I’m banking on AAPL leveling out and hopefully rebounding before it dips below 110, my break even point. CSCO gave a less than stellar outlook on its earnings call this afternoon, which could be bad news for the rest of my tech holdings, including AAPL. I thought CSCO would come out better and bought 200 shares in my wife’s IRA two days ago.
I also bought 200 shares of MSFT in my own IRA today at 28.50 from a limit order I put in yesterday during lunch. I could see on the chart that I thought MSFT would come down to around 28.50, but honestly thought it would take longer. I have a lot of cash sitting in our IRAs now and don’t plan to make many more trades there until this ugly bear calms down. In fact, I might have to sell some more naked CALLS in my taxable account this week to capitalize on the strong likelyhood that we’re not heading far north in the near term.
AAPL? I guess you’re looking for a little more excitement in your life! Seriously, though, I’m somewhat stunned by this trade. You have 8 months worth of scared buyers in over $120 that are now in hope mode. If put to you at $115 you’ll have over 12% in one stock. Too aggressive IMHO, but I certainly hope it works for you.

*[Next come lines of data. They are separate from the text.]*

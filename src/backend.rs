/// Scene backend abstraction and the JSON-recording implementation.
use crate::constants::{MAX_BOUNCES, MIST_DEPTH, TRANSPARENT_MAX_BOUNCES};
use crate::error::{PipelineError, Result};
use glam::{Quat, Vec3};
use serde::{Deserialize, Serialize};
use std::fs;
use std::path::{Path, PathBuf};

/// Opaque identifier for an object created in the backend scene.
#[derive(Debug, Clone, Copy, PartialEq, Eq, Hash, Serialize, Deserialize)]
pub struct ObjectHandle(pub u32);

/// Renderer parameters carried with every frame.
#[derive(Debug, Clone, Serialize, Deserialize)]
pub struct RenderSettings {
    pub max_bounces: u32,
    pub transparent_max_bounces: u32,
    /// Linear mist normalisation distance for depth passes.
    pub mist_depth: f32,
}

impl Default for RenderSettings {
    fn default() -> Self {
        Self {
            max_bounces: MAX_BOUNCES,
            transparent_max_bounces: TRANSPARENT_MAX_BOUNCES,
            mist_depth: MIST_DEPTH,
        }
    }
}

/// The rendering host boundary.
///
/// Scene construction, camera placement, and render triggering all go through
/// this trait; the generation pipeline never talks to a renderer directly.
/// Implementations own object naming and output file extensions, so `render`
/// returns the path actually written.
pub trait SceneBackend {
    /// Remove every object from the scene.
    fn clear(&mut self);

    fn set_render_settings(&mut self, settings: RenderSettings);

    /// Create a participating-media cube with the given scatter density.
    fn create_volume(&mut self, center: Vec3, half_extent: f32, scatter_density: f64)
    -> ObjectHandle;

    /// Create a solid cylinder standing on the ground plane.
    fn create_cylinder(&mut self, center: Vec3, radius: f32, depth: f32, color: [f32; 3])
    -> ObjectHandle;

    /// Create a circular ground plane.
    fn create_plane(&mut self, center: Vec3, radius: f32, color: [f32; 3]) -> ObjectHandle;

    /// Create a sun lamp.
    fn create_sun(&mut self, position: Vec3, strength: f32) -> ObjectHandle;

    fn place_camera(&mut self, name: &str, position: Vec3) -> ObjectHandle;

    fn orient_camera(&mut self, camera: ObjectHandle, rotation: Quat);

    /// Render the RGB pass for one camera; `output` carries no extension.
    fn render(&mut self, camera: ObjectHandle, output: &Path) -> Result<PathBuf>;

    /// Render the mist (depth) pass for one camera.
    fn render_depth(&mut self, camera: ObjectHandle, output: &Path) -> Result<PathBuf>;
}

/// One recorded scene object.
#[derive(Debug, Clone, Serialize, Deserialize)]
#[serde(tag = "kind", rename_all = "snake_case")]
pub enum SceneObject {
    Volume {
        center: [f32; 3],
        half_extent: f32,
        scatter_density: f64,
    },
    Cylinder {
        center: [f32; 3],
        radius: f32,
        depth: f32,
        color: [f32; 3],
    },
    Plane {
        center: [f32; 3],
        radius: f32,
        color: [f32; 3],
    },
    Sun {
        position: [f32; 3],
        strength: f32,
    },
}

#[derive(Debug, Clone, Serialize, Deserialize)]
pub struct CameraRecord {
    pub name: String,
    pub position: [f32; 3],
    pub rotation: [f32; 4],
}

/// Per-camera frame manifest written in place of a rendered image.
#[derive(Debug, Serialize)]
struct FrameManifest<'a> {
    pass: &'a str,
    camera: &'a CameraRecord,
    settings: &'a RenderSettings,
    objects: &'a [SceneObject],
}

/// Backend that records the assembled scene instead of rasterising it.
///
/// Each render call writes a JSON frame manifest describing the camera, the
/// render settings, and every object in the scene. A real renderer can be
/// swapped in behind [`SceneBackend`] without touching the pipeline.
#[derive(Debug, Default)]
pub struct ManifestBackend {
    objects: Vec<SceneObject>,
    cameras: Vec<(ObjectHandle, CameraRecord)>,
    settings: RenderSettings,
    next_handle: u32,
}

impl ManifestBackend {
    pub fn new() -> Self {
        Self::default()
    }

    pub fn objects(&self) -> &[SceneObject] {
        &self.objects
    }

    pub fn cameras(&self) -> impl Iterator<Item = &CameraRecord> {
        self.cameras.iter().map(|(_, record)| record)
    }

    fn allocate(&mut self) -> ObjectHandle {
        let handle = ObjectHandle(self.next_handle);
        self.next_handle += 1;
        handle
    }

    fn camera(&self, handle: ObjectHandle) -> Option<&CameraRecord> {
        self.cameras
            .iter()
            .find(|(h, _)| *h == handle)
            .map(|(_, record)| record)
    }

    fn write_frame(&self, handle: ObjectHandle, pass: &str, output: &Path) -> Result<PathBuf> {
        let camera = self.camera(handle).ok_or_else(|| PipelineError::RenderFailure {
            camera: format!("handle {}", handle.0),
            path: output.to_path_buf(),
        })?;
        let manifest = FrameManifest {
            pass,
            camera,
            settings: &self.settings,
            objects: &self.objects,
        };
        let path = output.with_extension("json");
        let json = serde_json::to_string_pretty(&manifest).map_err(std::io::Error::other)?;
        fs::write(&path, json)?;
        log::debug!("wrote {pass} frame for '{}' to {}", camera.name, path.display());
        Ok(path)
    }
}

impl SceneBackend for ManifestBackend {
    fn clear(&mut self) {
        self.objects.clear();
        self.cameras.clear();
    }

    fn set_render_settings(&mut self, settings: RenderSettings) {
        self.settings = settings;
    }

    fn create_volume(
        &mut self,
        center: Vec3,
        half_extent: f32,
        scatter_density: f64,
    ) -> ObjectHandle {
        self.objects.push(SceneObject::Volume {
            center: center.to_array(),
            half_extent,
            scatter_density,
        });
        self.allocate()
    }

    fn create_cylinder(
        &mut self,
        center: Vec3,
        radius: f32,
        depth: f32,
        color: [f32; 3],
    ) -> ObjectHandle {
        self.objects.push(SceneObject::Cylinder {
            center: center.to_array(),
            radius,
            depth,
            color,
        });
        self.allocate()
    }

    fn create_plane(&mut self, center: Vec3, radius: f32, color: [f32; 3]) -> ObjectHandle {
        self.objects.push(SceneObject::Plane {
            center: center.to_array(),
            radius,
            color,
        });
        self.allocate()
    }

    fn create_sun(&mut self, position: Vec3, strength: f32) -> ObjectHandle {
        self.objects.push(SceneObject::Sun {
            position: position.to_array(),
            strength,
        });
        self.allocate()
    }

    fn place_camera(&mut self, name: &str, position: Vec3) -> ObjectHandle {
        let handle = self.allocate();
        self.cameras.push((
            handle,
            CameraRecord {
                name: name.to_string(),
                position: position.to_array(),
                rotation: Quat::IDENTITY.to_array(),
            },
        ));
        handle
    }

    fn orient_camera(&mut self, camera: ObjectHandle, rotation: Quat) {
        if let Some((_, record)) = self.cameras.iter_mut().find(|(h, _)| *h == camera) {
            record.rotation = rotation.to_array();
        }
    }

    fn render(&mut self, camera: ObjectHandle, output: &Path) -> Result<PathBuf> {
        self.write_frame(camera, "combined", output)
    }

    fn render_depth(&mut self, camera: ObjectHandle, output: &Path) -> Result<PathBuf> {
        self.write_frame(camera, "mist", output)
    }
}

Yes, it’s a risk, but I think AAPL has some life left in it. I need to update my “Current Portfolio” page. I’m down to $80k in this account. That means that if assigned, I’ll have a cost of $11,000 ((115×100)- 500 premium) and an account with $80k (hopefully more by then, not less). That’s nearly 14%. I can hold about seven stocks with this percentage with no margin. Throw in that I double my trading basis the way I trade options and I can actually have 14 stocks. That’s as many as I care to track on a regular basis. Around 10-12 is probably closer to ideal, but I’ll go up to 15 sometimes.
This math helps explain why I did so well last year with more money in play and why I did so poorly in January.

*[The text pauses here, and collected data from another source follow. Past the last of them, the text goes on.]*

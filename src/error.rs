/// Error types for scene generation operations.
use std::path::PathBuf;
use thiserror::Error;

/// Failure taxonomy for the generation pipeline.
/// Every variant carries enough context to reproduce the failing round.
#[derive(Debug, Error)]
pub enum PipelineError {
    /// Invalid run configuration detected before any work starts.
    #[error("invalid configuration: {0}")]
    Config(String),

    /// Density grid input that cannot be interpreted.
    #[error("malformed grid at line {line}: {reason}")]
    MalformedGrid { line: usize, reason: String },

    /// Density grid input that ends before the header-declared row count.
    #[error("truncated grid input: expected {expected} rows, found {found}")]
    TruncatedInput { expected: usize, found: usize },

    /// Rejection sampling ran out of attempts before reaching the target.
    #[error("placement exhausted after {attempts} attempts ({placed}/{target} footprints placed)")]
    PlacementExhausted {
        attempts: usize,
        placed: usize,
        target: usize,
    },

    /// A render call completed without producing its output file.
    #[error("render for camera '{camera}' produced no output at {}", path.display())]
    RenderFailure { camera: String, path: PathBuf },

    #[error(transparent)]
    Io(#[from] std::io::Error),
}

pub type Result<T> = std::result::Result<T, PipelineError>;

Mule, I forgot to mention the second part of the plan if assigned. With such high volatility I could sell a covered call for over $8 with just five weeks to go until expiration. If I went a full two months out I’d get more and reduce my cost to closer to 100 if needed. That’s a pretty solid cushion for a company that has already had a 50% retracement from low to high to current price.
Not to be a wet blanket or anything but AAPL has a market cap that’s 3x DELL’s. With iPod/iPhone hit by consumer slowdown, everyone is betting on Mac sales. Taking more market share in the PC market does not increase profits. DELL is the leader and they have trouble keeping margins up. It’s a commodity world and the more market share you grab, the harder it is to differentiate. I know that my value for an Apple product drops as more people have it.

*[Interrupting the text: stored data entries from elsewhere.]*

/// Round driver orchestrating parse, assembly, and rendering.
use crate::backend::{RenderSettings, SceneBackend};
use crate::camera::CameraRig;
use crate::constants::{BUILDING_REGION_SCALE, CAMERA_RING_SCALE, LOOK_AT_HEIGHT_SCALE};
use crate::error::{PipelineError, Result};
use crate::grid::DensityGrid;
use crate::placement::{PlacementConfig, sample_footprints};
use crate::scene::SceneBuilder;
use clap::ValueEnum;
use glam::Vec3;
use rand::Rng;
use std::fmt;
use std::fs::{self, File};
use std::io::{BufWriter, Write};
use std::path::PathBuf;

/// Scene-density-mode tag encoded into output directory names.
#[derive(Debug, Clone, Copy, PartialEq, Eq, Default, ValueEnum)]
pub enum SceneMode {
    Close,
    #[default]
    Moderate,
    Far,
    Dense,
}

impl fmt::Display for SceneMode {
    fn fmt(&self, f: &mut fmt::Formatter<'_>) -> fmt::Result {
        let tag = match self {
            SceneMode::Close => "close",
            SceneMode::Moderate => "moderate",
            SceneMode::Far => "far",
            SceneMode::Dense => "dense",
        };
        f.write_str(tag)
    }
}

/// Configuration for a generation run, supplied once and read-only after.
/// The save directory is explicit; there is no process-wide default.
#[derive(Debug, Clone)]
pub struct PipelineConfig {
    /// Root directory receiving one numbered subdirectory per round.
    pub save_dir: PathBuf,
    /// Density grid file; densities are drawn at random when absent.
    pub input: Option<PathBuf>,
    /// Grid extents used in random density mode.
    pub dims: (usize, usize, usize),
    pub mode: SceneMode,
    pub camera_count: usize,
    pub building_count: usize,
    /// Whether to produce the mist (depth) pass alongside RGB.
    pub depth: bool,
    pub max_placement_attempts: usize,
}

impl PipelineConfig {
    fn validate(&self) -> Result<()> {
        if self.camera_count == 0 {
            return Err(PipelineError::Config("camera_count must be positive".into()));
        }
        if self.input.is_none() {
            let (x, y, z) = self.dims;
            if x == 0 || y == 0 || z == 0 {
                return Err(PipelineError::Config(format!(
                    "random density mode needs positive dims, got {x}x{y}x{z}"
                )));
            }
        }
        Ok(())
    }
}

/// Drives complete scene generation rounds against one backend.
///
/// The backend is stateful and non-reentrant, so every round runs strictly
/// sequentially: grid parse, camera rig, haze volumes + label, ground,
/// buildings, sun, RGB renders, then depth renders.
#[derive(Debug)]
pub struct ScenePipeline<'a, B: SceneBackend + ?Sized> {
    backend: &'a mut B,
    config: PipelineConfig,
}

impl<'a, B: SceneBackend + ?Sized> ScenePipeline<'a, B> {
    pub fn new(backend: &'a mut B, config: PipelineConfig) -> Result<Self> {
        config.validate()?;
        Ok(Self { backend, config })
    }

    /// Run one round. The round index names the output subdirectory; a
    /// pre-existing directory fails the round rather than overwriting data.
    pub fn run_round<R: Rng>(&mut self, round: usize, rng: &mut R) -> Result<()> {
        let round_dir = self.config.save_dir.join(round.to_string());
        fs::create_dir(&round_dir)?;
        log::info!("round {round}: writing to {}", round_dir.display());

        self.backend.clear();
        self.backend.set_render_settings(RenderSettings::default());

        let density = match &self.config.input {
            Some(path) => DensityGrid::load(path)?,
            None => DensityGrid::random(self.config.dims, rng),
        };
        let (dim_x, _, dim_z) = density.dims();
        let ground_radius = dim_x as f32 / 2.0;
        let camera_height = dim_z as f32 / 3.0;

        let rig = CameraRig::build(
            self.backend,
            self.config.camera_count,
            ground_radius * CAMERA_RING_SCALE,
            camera_height,
            Vec3::new(0.0, 0.0, camera_height * LOOK_AT_HEIGHT_SCALE),
        );
        let mut camera_log = BufWriter::new(File::create(round_dir.join("camera.txt"))?);
        rig.write_log(&mut camera_log)?;
        camera_log.flush()?;

        let set_index = 0;
        let image_dir = round_dir.join(format!("image_set_{}{set_index}", self.config.mode));
        fs::create_dir_all(&image_dir)?;

        let mut label = BufWriter::new(File::create(
            image_dir.join(format!("label{set_index}.txt")),
        )?);
        let mut builder = SceneBuilder::new(self.backend);
        builder.build_haze(&density, &mut label)?;
        label.flush()?;

        builder.build_ground(ground_radius);

        let placement = PlacementConfig {
            target_count: self.config.building_count,
            bound_radius: ground_radius as f64 * BUILDING_REGION_SCALE,
            height_bound: camera_height as f64,
            max_attempts: self.config.max_placement_attempts,
        };
        let footprints = sample_footprints(&placement, rng)?;
        builder.build_buildings(&footprints, rng);
        builder.build_sun();

        self.render_pass(&rig, &image_dir, false)?;
        if self.config.depth {
            let depth_dir = round_dir.join(format!("depth_set_{}{set_index}", self.config.mode));
            fs::create_dir_all(&depth_dir)?;
            self.render_pass(&rig, &depth_dir, true)?;
        }

        log::info!("round {round} complete");
        Ok(())
    }

    /// Render every rig camera into `dir`, verifying each output exists.
    /// Renders are never retried; a missing file fails the round.
    fn render_pass(&mut self, rig: &CameraRig, dir: &std::path::Path, depth: bool) -> Result<()> {
        for cam in rig.cameras() {
            let output = dir.join(&cam.name);
            let written = if depth {
                self.backend.render_depth(cam.handle, &output)?
            } else {
                self.backend.render(cam.handle, &output)?
            };
            if !written.exists() {
                return Err(PipelineError::RenderFailure {
                    camera: cam.name.clone(),
                    path: written,
                });
            }
            log::debug!("rendered {} -> {}", cam.name, written.display());
        }
        Ok(())
    }
}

I am not saying this is a bad trade. I almost did the same thing. Like mule65, I think there is too much dumb money in the stock. Good luck.
I’ll try to get a post up sometime in the next few days to elaborate on my reasoning. I admit the dumb money invested in AAPL, but hope it sticks around through March expiration. AAPL and DELL don’t compare to me. Check their profit margins.